11

After a few busy nights my head isn't working so well, but this needs to be fixed yesterday, so I'm asking the more refreshed community of SO.

I've got a series of numbers. For example:

1, 5, 7, 13, 3, 3, 4, 1, 8, 6, 6, 6

I need to split this series into three parts so the sum of the numbers in all parts is as close as possible. The order of the numbers needs to be maintained, so the first part must consist of the first X numbers, the second - of the next Y numbers, and the third - of whatever is left.

What would be the algorithm to do this?

(Note: the actual problem is to arrange text paragraphs of differing heights into three columns. Paragraphs must maintain order (of course) and they may not be split in half. The columns should be as equal of height as possible.)

Vilx-
  • 104,512
  • 87
  • 279
  • 422
  • Duplicate question? http://stackoverflow.com/questions/3009146/splitting-values-into-groups-evenly – kan Oct 13 '11 at 08:43
  • Close, but that one allows rearranging of values.
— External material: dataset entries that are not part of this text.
//! Per-chapter and per-run result reporting.
//!
//! One bad chapter does not abort a run, so outcomes are collected as
//! explicit values rather than surfaced through prints. The CLI renders
//! the report; tests assert on it directly.

use std::path::PathBuf;

use serde::{Deserialize, Serialize};

/// Outcome of a single chapter transcode.
#[derive(Debug, Clone, Copy, PartialEq, Eq, Serialize, Deserialize)]
pub enum ChapterOutcome {
    /// The transcoder wrote the output file.
    Converted,
    /// The transcoder reported failure; the run continued.
    Failed,
}

/// Result of processing one chapter.
#[derive(Debug, Clone, Serialize, Deserialize)]
pub struct ChapterReport {
    /// 1-based position in the chapter list.
    pub index: usize,
    /// Derived output filename (relative to the output directory).
    pub output_filename: String,
    /// Whether the transcode succeeded.
    pub outcome: ChapterOutcome,
}

impl ChapterReport {
    /// Whether this chapter was converted successfully.
    pub fn is_converted(&self) -> bool {
        self.outcome == ChapterOutcome::Converted
    }
}

/// Summary of a completed run.
#[derive(Debug, Clone, Serialize, Deserialize)]
pub struct SplitReport {
    /// Directory the output files were written to.
    pub output_dir: PathBuf,
    /// Whether cover art was extracted.
    pub cover_extracted: bool,
    /// Per-chapter results in probe order.
    pub chapters: Vec<ChapterReport>,
}

impl SplitReport {
    /// Number of chapters converted successfully.
    pub fn converted(&self) -> usize {
        self.chapters.iter().filter(|c| c.is_converted()).count()
    }

    /// Number of chapters that failed to convert.
    pub fn failed(&self) -> usize {
        self.chapters.len() - self.converted()
    }

    /// Whether every chapter converted.
    pub fn all_converted(&self) -> bool {
        self.failed() == 0
    }
}
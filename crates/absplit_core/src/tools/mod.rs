//! External tool invocation.
//!
//! The pipeline never talks to ffprobe/ffmpeg directly; it goes through
//! the [`MediaToolkit`] trait, which exposes exactly the three
//! capabilities the run needs (probe, extract cover, transcode a time
//! range). [`FfmpegToolkit`] is the production implementation; tests
//! drive the pipeline with a fake instead of spawning processes.

mod ffmpeg;
mod toolkit;
mod types;

pub use ffmpeg::FfmpegToolkit;
pub use toolkit::MediaToolkit;
pub use types::{FormatInfo, ProbeOutput, ToolError, ToolResult, TranscodeRequest};
//! The pipeline driver.
//!
//! Single-threaded, strictly sequential: every toolkit call is a
//! blocking call the driver waits on before proceeding. No timeouts,
//! no retries, no cleanup of files written before a later failure.

use std::fs;
use std::path::Path;

use super::errors::{SplitError, SplitResult};
use super::events::SplitEvent;
use crate::models::{ChapterOutcome, ChapterReport, SplitJob, SplitReport};
use crate::naming::{chapter_filename, format_timestamp, sanitize_title};
use crate::tools::{MediaToolkit, TranscodeRequest};

/// Recognized input container extensions (lowercase).
pub const SUPPORTED_EXTENSIONS: [&str; 2] = ["m4b", "m4a"];

/// Filename of the extracted cover art inside the output directory.
pub const COVER_FILENAME: &str = "cover.jpg";

/// Run a conversion job, discarding progress events.
pub fn run_split(job: &SplitJob, toolkit: &dyn MediaToolkit) -> SplitResult<SplitReport> {
    run_split_with_events(job, toolkit, |_| {})
}

/// Run a conversion job, delivering a [`SplitEvent`] for each notable
/// moment.
///
/// Chapters are processed in probe order; a failed transcode is
/// recorded and the loop continues. Returns the collected report, or a
/// [`SplitError`] if the run aborted before the chapter loop.
pub fn run_split_with_events(
    job: &SplitJob,
    toolkit: &dyn MediaToolkit,
    mut on_event: impl FnMut(SplitEvent),
) -> SplitResult<SplitReport> {
    validate_input(&job.input_path)?;

    fs::create_dir_all(&job.output_dir)
        .map_err(|e| SplitError::io_error("create output directory", e))?;

    let probe = toolkit.probe(&job.input_path)?;

    on_event(SplitEvent::Probed {
        title: probe.format.title.clone(),
        chapter_count: probe.chapters.len(),
    });

    // Cover art is attempted even when the chapter list turns out to be
    // empty; its outcome never affects the run.
    let cover_path = job.output_dir.join(COVER_FILENAME);
    let cover_extracted = match toolkit.extract_cover(&job.input_path, &cover_path) {
        Ok(()) => {
            on_event(SplitEvent::CoverExtracted {
                path: cover_path.clone(),
            });
            true
        }
        Err(e) => {
            tracing::warn!("Cover extraction failed: {}", e);
            on_event(SplitEvent::CoverUnavailable);
            false
        }
    };

    if probe.chapters.is_empty() {
        return Err(SplitError::NoChapters(job.input_path.clone()));
    }

    let total = probe.chapters.len();
    let mut reports = Vec::with_capacity(total);

    for (i, chapter) in probe.chapters.iter().enumerate() {
        let position = i + 1;
        let number = chapter.number(position);
        let safe_title = sanitize_title(&chapter.display_title(position), &job.separator);
        let output_filename = chapter_filename(number, &safe_title, &job.separator);
        let start = format_timestamp(chapter.start_time);
        let end = format_timestamp(chapter.end_time);

        on_event(SplitEvent::ChapterStarted {
            index: position,
            total,
            output_filename: output_filename.clone(),
            start: start.clone(),
            end: end.clone(),
        });

        let request = TranscodeRequest {
            input: job.input_path.clone(),
            output: job.output_dir.join(&output_filename),
            start,
            end,
        };

        let outcome = match toolkit.transcode_range(&request) {
            Ok(()) => ChapterOutcome::Converted,
            Err(e) => {
                tracing::warn!("Failed to convert chapter {}: {}", position, e);
                ChapterOutcome::Failed
            }
        };

        let report = ChapterReport {
            index: position,
            output_filename,
            outcome,
        };
        on_event(SplitEvent::ChapterFinished {
            report: report.clone(),
        });
        reports.push(report);
    }

    Ok(SplitReport {
        output_dir: job.output_dir.clone(),
        cover_extracted,
        chapters: reports,
    })
}

/// Check that the input exists and carries a recognized extension.
fn validate_input(input: &Path) -> SplitResult<()> {
    if !input.exists() {
        return Err(SplitError::InputNotFound(input.to_path_buf()));
    }

    let recognized = input
        .extension()
        .and_then(|e| e.to_str())
        .map(|e| SUPPORTED_EXTENSIONS.contains(&e.to_ascii_lowercase().as_str()))
        .unwrap_or(false);

    if !recognized {
        return Err(SplitError::UnsupportedInput {
            path: input.to_path_buf(),
        });
    }

    Ok(())
}

#[cfg(test)]
mod tests {
    use std::fs::File;
    use std::sync::Mutex;

    use tempfile::{tempdir, TempDir};

    use super::*;
    use crate::models::ChapterRecord;
    use crate::tools::{FormatInfo, ProbeOutput, ToolError, ToolResult};

    /// Toolkit double that records every invocation.
    struct FakeToolkit {
        chapters: Vec<ChapterRecord>,
        cover_available: bool,
        /// Output filenames whose transcode should fail.
        failing_outputs: Vec<String>,
        calls: Mutex<Vec<String>>,
    }

    impl FakeToolkit {
        fn new(chapters: Vec<ChapterRecord>) -> Self {
            Self {
                chapters,
                cover_available: true,
                failing_outputs: Vec::new(),
                calls: Mutex::new(Vec::new()),
            }
        }

        fn record(&self, call: impl Into<String>) {
            self.calls.lock().unwrap().push(call.into());
        }

        fn calls(&self) -> Vec<String> {
            self.calls.lock().unwrap().clone()
        }
    }

    impl MediaToolkit for FakeToolkit {
        fn probe(&self, _input: &Path) -> ToolResult<ProbeOutput> {
            self.record("probe");
            Ok(ProbeOutput {
                format: FormatInfo {
                    title: Some("Test Book".to_string()),
                    ..Default::default()
                },
                chapters: self.chapters.clone(),
            })
        }

        fn extract_cover(&self, _input: &Path, _output: &Path) -> ToolResult<()> {
            self.record("cover");
            if self.cover_available {
                Ok(())
            } else {
                Err(ToolError::command_failed("ffmpeg", 1, "no video stream"))
            }
        }

        fn transcode_range(&self, request: &TranscodeRequest) -> ToolResult<()> {
            let filename = request
                .output
                .file_name()
                .unwrap()
                .to_string_lossy()
                .to_string();
            self.record(format!("transcode:{}", filename));
            if self.failing_outputs.contains(&filename) {
                Err(ToolError::command_failed("ffmpeg", 1, "encode error"))
            } else {
                Ok(())
            }
        }
    }

    /// Create a job whose input file exists with the given name.
    fn job_with_input(name: &str) -> (TempDir, SplitJob) {
        let dir = tempdir().unwrap();
        let input = dir.path().join(name);
        File::create(&input).unwrap();
        let job = SplitJob::new(input, dir.path().join("out"));
        (dir, job)
    }

    fn two_chapters() -> Vec<ChapterRecord> {
        vec![
            ChapterRecord::new(0.0, 65.0).with_id(1).with_title("Intro"),
            ChapterRecord::new(65.0, 130.0).with_id(2),
        ]
    }

    #[test]
    fn derives_expected_filenames_and_timestamps() {
        let (_dir, job) = job_with_input("book.m4b");
        let toolkit = FakeToolkit::new(two_chapters());

        let mut events = Vec::new();
        let report = run_split_with_events(&job, &toolkit, |e| events.push(e)).unwrap();

        let filenames: Vec<&str> = report
            .chapters
            .iter()
            .map(|c| c.output_filename.as_str())
            .collect();
        assert_eq!(filenames, ["01_Intro.mp3", "02_Chapter_2.mp3"]);
        assert!(report.all_converted());

        let ranges: Vec<(String, String)> = events
            .iter()
            .filter_map(|e| match e {
                SplitEvent::ChapterStarted { start, end, .. } => {
                    Some((start.clone(), end.clone()))
                }
                _ => None,
            })
            .collect();
        assert_eq!(
            ranges,
            [
                ("00:00:00".to_string(), "00:01:05".to_string()),
                ("00:01:05".to_string(), "00:02:10".to_string()),
            ]
        );
    }

    #[test]
    fn missing_input_aborts_before_any_tool_runs() {
        let dir = tempdir().unwrap();
        let job = SplitJob::new(dir.path().join("missing.m4b"), dir.path().join("out"));
        let toolkit = FakeToolkit::new(two_chapters());

        let result = run_split(&job, &toolkit);

        assert!(matches!(result, Err(SplitError::InputNotFound(_))));
        assert!(toolkit.calls().is_empty());
        assert!(!job.output_dir.exists());
    }

    #[test]
    fn wrong_extension_is_rejected() {
        let (_dir, job) = job_with_input("book.txt");
        let toolkit = FakeToolkit::new(two_chapters());

        let result = run_split(&job, &toolkit);

        assert!(matches!(result, Err(SplitError::UnsupportedInput { .. })));
        assert!(toolkit.calls().is_empty());
    }

    #[test]
    fn extension_check_is_case_insensitive() {
        let (_dir, job) = job_with_input("BOOK.M4A");
        let toolkit = FakeToolkit::new(two_chapters());

        assert!(run_split(&job, &toolkit).is_ok());
    }

    #[test]
    fn empty_chapter_list_aborts_after_cover_attempt() {
        let (_dir, job) = job_with_input("book.m4b");
        let toolkit = FakeToolkit::new(Vec::new());

        let result = run_split(&job, &toolkit);

        assert!(matches!(result, Err(SplitError::NoChapters(_))));
        let calls = toolkit.calls();
        assert_eq!(calls, ["probe", "cover"]);
    }

    #[test]
    fn chapter_failure_does_not_stop_the_loop() {
        let (_dir, job) = job_with_input("book.m4b");
        let chapters = vec![
            ChapterRecord::new(0.0, 10.0).with_id(1).with_title("One"),
            ChapterRecord::new(10.0, 20.0).with_id(2).with_title("Two"),
            ChapterRecord::new(20.0, 30.0).with_id(3).with_title("Three"),
        ];
        let mut toolkit = FakeToolkit::new(chapters);
        toolkit.failing_outputs.push("02_Two.mp3".to_string());

        let report = run_split(&job, &toolkit).unwrap();

        assert_eq!(report.chapters.len(), 3);
        assert_eq!(report.converted(), 2);
        assert_eq!(report.failed(), 1);
        assert_eq!(report.chapters[1].outcome, ChapterOutcome::Failed);
        // All three transcodes were attempted, in order.
        let transcodes: Vec<String> = toolkit
            .calls()
            .into_iter()
            .filter(|c| c.starts_with("transcode:"))
            .collect();
        assert_eq!(
            transcodes,
            [
                "transcode:01_One.mp3",
                "transcode:02_Two.mp3",
                "transcode:03_Three.mp3",
            ]
        );
    }

    #[test]
    fn cover_failure_is_not_fatal() {
        let (_dir, job) = job_with_input("book.m4b");
        let mut toolkit = FakeToolkit::new(two_chapters());
        toolkit.cover_available = false;

        let mut events = Vec::new();
        let report = run_split_with_events(&job, &toolkit, |e| events.push(e)).unwrap();

        assert!(!report.cover_extracted);
        assert!(report.all_converted());
        assert!(events
            .iter()
            .any(|e| matches!(e, SplitEvent::CoverUnavailable)));
    }

    #[test]
    fn missing_title_and_id_fall_back_to_position() {
        let (_dir, job) = job_with_input("book.m4b");
        let toolkit = FakeToolkit::new(vec![
            ChapterRecord::new(0.0, 5.0),
            ChapterRecord::new(5.0, 10.0),
        ]);

        let report = run_split(&job, &toolkit).unwrap();

        let filenames: Vec<&str> = report
            .chapters
            .iter()
            .map(|c| c.output_filename.as_str())
            .collect();
        assert_eq!(filenames, ["01_Chapter_1.mp3", "02_Chapter_2.mp3"]);
    }

    #[test]
    fn separator_flows_into_filenames() {
        let (_dir, job) = job_with_input("book.m4b");
        let job = job.with_separator("-");
        let toolkit = FakeToolkit::new(vec![ChapterRecord::new(0.0, 5.0)
            .with_id(1)
            .with_title("The First Part")]);

        let report = run_split(&job, &toolkit).unwrap();

        assert_eq!(report.chapters[0].output_filename, "01-The-First-Part.mp3");
    }

    #[test]
    fn output_directory_is_created() {
        let (_dir, job) = job_with_input("book.m4b");
        let toolkit = FakeToolkit::new(two_chapters());

        assert!(!job.output_dir.exists());
        run_split(&job, &toolkit).unwrap();
        assert!(job.output_dir.exists());
    }
}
I think my case should be simpler, but the algorithm mentioned there isn't useful here. – Vilx- Oct 13 '11 at 08:44
  • 1
    Three parts - is this the requirement, or only an example? – Lior Kogan Oct 13 '11 at 08:49
  • Requirement. But I think that a proper algorithm should be able handle an arbitrary number of columns. Still, if you must take 3 as a special value to get it done - by all means, do it. – Vilx- Oct 13 '11 at 08:57

5 Answers5

6

First, we'll need to define the goal better:

Suppose the partial sums are A1,A2,A3, We are trying to minimize |A-A1|+|A-A2|+|A-A3|. A is the average: A=(A1+A2+A3)/3.

Therefore, we are trying to minimize |A2+A3-2A1|+|A1+A3-2A2|+|A1+A2-2A3|.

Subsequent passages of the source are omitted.